Да что там дихогамия! Америку — целый огромный континент — и ту сколько раз потребовалось открыть, чтобы Новый Свет получил права гражданства на картах мира.
Но можно ли выяснить, откуда взялось латинское название шмеля — Бомбус, почему шмель зовется шмелем, когда эти слова — шмель, шмелиный — вошли в русскую речь? Узнав это, мы могли бы установить, в какое время эти насекомые стали известны не только специалистам-энтомологам вообще или гименоптеристам, занимающимся одними перепончатокрылыми, а просто людям.
Язык древних римлян свидетельствует: название шмеля подсказано его жужжанием; одно из значений слова Бомбус — глухой шум. Может, русское шмель происходит от слова шум? У них даже две одинаковых согласных: Ш и М…

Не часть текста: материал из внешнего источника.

//! Ledger Discord commands - read-only views of sales, costs, inventory, and contracts.
//!
//! Each command resolves the company from its code, loads the ledger through
//! the core modules, and replies with plain text.

// Inner module to suppress missing_docs warnings for poise macro-generated code
mod inner {
    #![allow(missing_docs)]

    use crate::{
        bot::{BotData, commands::input::find_company, handlers::autocomplete},
        core::{contract, cost, fixed_cost, inventory, money, period::MonthKey, sale},
        entities::{cost as cost_entity, fixed_cost as fixed_cost_entity, sale as sale_entity},
        errors::{Error, Result},
    };
    use std::fmt::Write;

    /// Rows listed per reply, keeping messages under Discord's size limit.
    const MAX_ROWS: usize = 15;

    fn more_rows_note(out: &mut String, total: usize) {
        if total > MAX_ROWS {
            let _ = writeln!(out, "  … e mais {}", total - MAX_ROWS);
        }
    }

    /// One line per recent sale: date, order, status, total, and what is still owed.
    #[must_use]
    pub fn format_recent_sales(sales: &[sale_entity::Model]) -> String {
        let mut out = String::from("**Últimas vendas**\n");
        for item in sales.iter().take(MAX_ROWS) {
            let _ = write!(
                out,
                "  #{} {} {} [{}] {}",
                item.id,
                item.sale_date.format("%d/%m/%Y"),
                item.order_number,
                item.status.label(),
                money::format_money(item.total_price)
            );
            let receivable = sale::remaining_receivable(item);
            if sale::is_cash_payment(item) {
                out.push_str(" (à vista)");
            } else if !receivable.is_zero() {
                let _ = write!(out, " (a receber {})", money::format_money(receivable));
            }
            out.push('\n');
        }
        more_rows_note(&mut out, sales.len());
        out
    }

    /// Fixed costs with their active range, plus what is due in `month`.
    #[must_use]
    pub fn format_fixed_costs(costs: &[fixed_cost_entity::Model], month: MonthKey) -> String {
        let mut out = format!(
            "**Custos Fixos** ({})\nTotal em {month}: {}\n",
            costs.len(),
            money::format_money(fixed_cost::total_monthly_value(costs, month))
        );
        for item in costs.iter().take(MAX_ROWS) {
            let _ = writeln!(
                out,
                "  #{} {} [{}] {}/mês, {} a {}{}",
                item.id,
                item.name,
                item.category,
                money::format_money(item.monthly_value),
                fixed_cost::start_month(item),
                fixed_cost::end_month(item),
                if fixed_cost::is_active_in(item, month) {
                    " ✅"
                } else {
                    ""
                }
            );
        }
        more_rows_note(&mut out, costs.len());
        out
    }

    /// Latest variable costs, newest first.
    #[must_use]
    pub fn format_recent_costs(costs: &[cost_entity::Model]) -> String {
        let mut out = String::from("**Últimos lançamentos**\n");
        for item in costs.iter().take(MAX_ROWS) {
            let _ = writeln!(
                out,
                "  #{} {} [{}] {}: {}",
                item.id,
                item.cost_date.format("%d/%m/%Y"),
                item.category,
                item.description,
                money::format_money(item.amount)
            );
        }
        more_rows_note(&mut out, costs.len());
        out
    }

    /// Shows completed vs pending sales of a company and the latest orders.
    #[poise::command(slash_command, prefix_command)]
    pub async fn sales(
        ctx: poise::Context<'_, BotData, Error>,
        #[description = "Company code"]
        #[autocomplete = "autocomplete::autocomplete_company_code"]
        company_code: String,
    ) -> Result<()> {
        let Some(company) = find_company(ctx, &company_code).await? else {
            return Ok(());
        };
        let db = &ctx.data().database;

        let overview = sale::sales_overview(db, company.id).await?;
        let recent = sale::list_sales_for_company(db, company.id).await?;

        let mut response = format!("🧾 **{}**\n\n", company.name);
        response.push_str(&sale::format_sales_overview(&overview));
        if !recent.is_empty() {
            response.push('\n');
            response.push_str(&format_recent_sales(&recent));
        }

        ctx.say(response).await?;
        Ok(())
    }

    /// Lists fixed costs of a company and the total due this month.
    #[poise::command(slash_command, prefix_command)]
    pub async fn fixed_costs(
        ctx: poise::Context<'_, BotData, Error>,
        #[description = "Company code"]
        #[autocomplete = "autocomplete::autocomplete_company_code"]
        company_code: String,
    ) -> Result<()> {
        let Some(company) = find_company(ctx, &company_code).await? else {
            return Ok(());
        };

        let costs =
            fixed_cost::list_fixed_costs_for_company(&ctx.data().database, company.id).await?;
        let this_month = MonthKey::from_date(chrono::Local::now().date_naive());

        ctx.say(format!(
            "🏢 **{}**\n\n{}",
            company.name,
            format_fixed_costs(&costs, this_month)
        ))
        .await?;
        Ok(())
    }

    /// Shows the variable cost ledger of a company by category.
    #[poise::command(slash_command, prefix_command)]
    pub async fn costs(
        ctx: poise::Context<'_, BotData, Error>,
        #[description = "Company code"]
        #[autocomplete = "autocomplete::autocomplete_company_code"]
        company_code: String,
    ) -> Result<()> {
        let Some(company) = find_company(ctx, &company_code).await? else {
            return Ok(());
        };

        let entries = cost::list_costs_for_company(&ctx.data().database, company.id).await?;
        let overview = cost::build_costs_overview(&entries);

        let mut response = format!(
            "💸 **{}**\n\n{}",
            company.name,
            cost::format_costs_overview(&overview)
        );
        if !entries.is_empty() {
            response.push('\n');
            response.push_str(&format_recent_costs(&entries));
        }
        ctx.say(response).await?;
        Ok(())
    }

    /// Shows the stock of a company and its total value.
    #[poise::command(slash_command, prefix_command)]
    pub async fn inventory(
        ctx: poise::Context<'_, BotData, Error>,
        #[description = "Company code"]
        #[autocomplete = "autocomplete::autocomplete_company_code"]
        company_code: String,
    ) -> Result<()> {
        let Some(company) = find_company(ctx, &company_code).await? else {
            return Ok(());
        };

        let items = inventory::list_inventory(&ctx.data().database, company.id).await?;
        let overview = inventory::build_inventory_overview(&items);
        let shown = &items[..items.len().min(MAX_ROWS)];

        let mut response = format!(
            "📦 **{}**\n\n{}",
            company.name,
            inventory::format_inventory(shown, &overview)
        );
        more_rows_note(&mut response, items.len());

        ctx.say(response).await?;
        Ok(())
    }

    /// Shows the contracts of a company and their monthly net value.
    #[poise::command(slash_command, prefix_command)]
    pub async fn contracts(
        ctx: poise::Context<'_, BotData, Error>,
        #[description = "Company code"]
        #[autocomplete = "autocomplete::autocomplete_company_code"]
        company_code: String,
    ) -> Result<()> {
        let Some(company) = find_company(ctx, &company_code).await? else {
            return Ok(());
        };

        let list = contract::list_contracts(&ctx.data().database, company.id).await?;
        let overview = contract::build_contracts_overview(&list);
        let shown = &list[..list.len().min(MAX_ROWS)];

        let mut response = format!(
            "📄 **{}**\n\n{}",
            company.name,
            contract::format_contracts(shown, &overview)
        );
        more_rows_note(&mut response, list.len());

        ctx.say(response).await?;
        Ok(())
    }

}

// Re-export all commands
pub use inner::*;
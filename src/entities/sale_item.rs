//! Sale item entity - One product line on a sale.

use sea_orm::entity::prelude::*;
use serde::{Deserialize, Serialize};

/// Sale line item database model
#[derive(Clone, Debug, PartialEq, DeriveEntityModel, Serialize, Deserialize)]
#[sea_orm(table_name = "sale_items")]
pub struct Model {
    /// Unique identifier for the line item
    #[sea_orm(primary_key)]
    pub id: i64,
    /// Sale this line belongs to
    pub sale_id: i64,
    /// Product sold
    pub product_name: String,
    /// Units sold (at least 1)
    pub quantity: i32,
    /// Price per unit
    pub unit_price: Decimal,
}

/// Defines relationships between `SaleItem` and other entities
#[derive(Copy, Clone, Debug, EnumIter, DeriveRelation)]
pub enum Relation {
    /// Each line item belongs to one sale
    #[sea_orm(
        belongs_to = "super::sale::Entity",
        from = "Column::SaleId",
        to = "super::sale::Column::Id"
    )]
    Sale,
}

impl Related<super::sale::Entity> for Entity {
    fn to() -> RelationDef {
        Relation::Sale.def()
    }
}

impl ActiveModelBehavior for ActiveModel {}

Впрочем, дилетантские изыскания неуместны. Я попросил знатока русской речи Льва Васильевича Успенского просветить меня. Отправив письмо автору замечательного «Слова о словах», я зарылся в справочники и словари. И узнал, что немецкое Хуммель — слово звукоподражательное; французское бурдон — четвертая струна на скрипке, самый большой, басовый колокол — Бурдон собора Парижской богоматери; бурдон, по мнению Реомюра, происходит от глагола «бурдонне», то есть гудеть. Впрочем, возможно, классик энтомологии здесь ошибался: во всяком случае, словарь Доза утверждает, что не насекомое получило свое имя от глагола, а, наоборот, глагол образовался от существительного, обозначающего название насекомого.
И тут пришло с нетерпением ожидаемое письмо из Ленинграда. Лев Васильевич начал его шуткой: «Вот, наконец, и энтомология, как гора, пришла к этимологии», а дальше подробно рассказал все, что известно по поводу шмеля науке о происхождении слов — этимологии.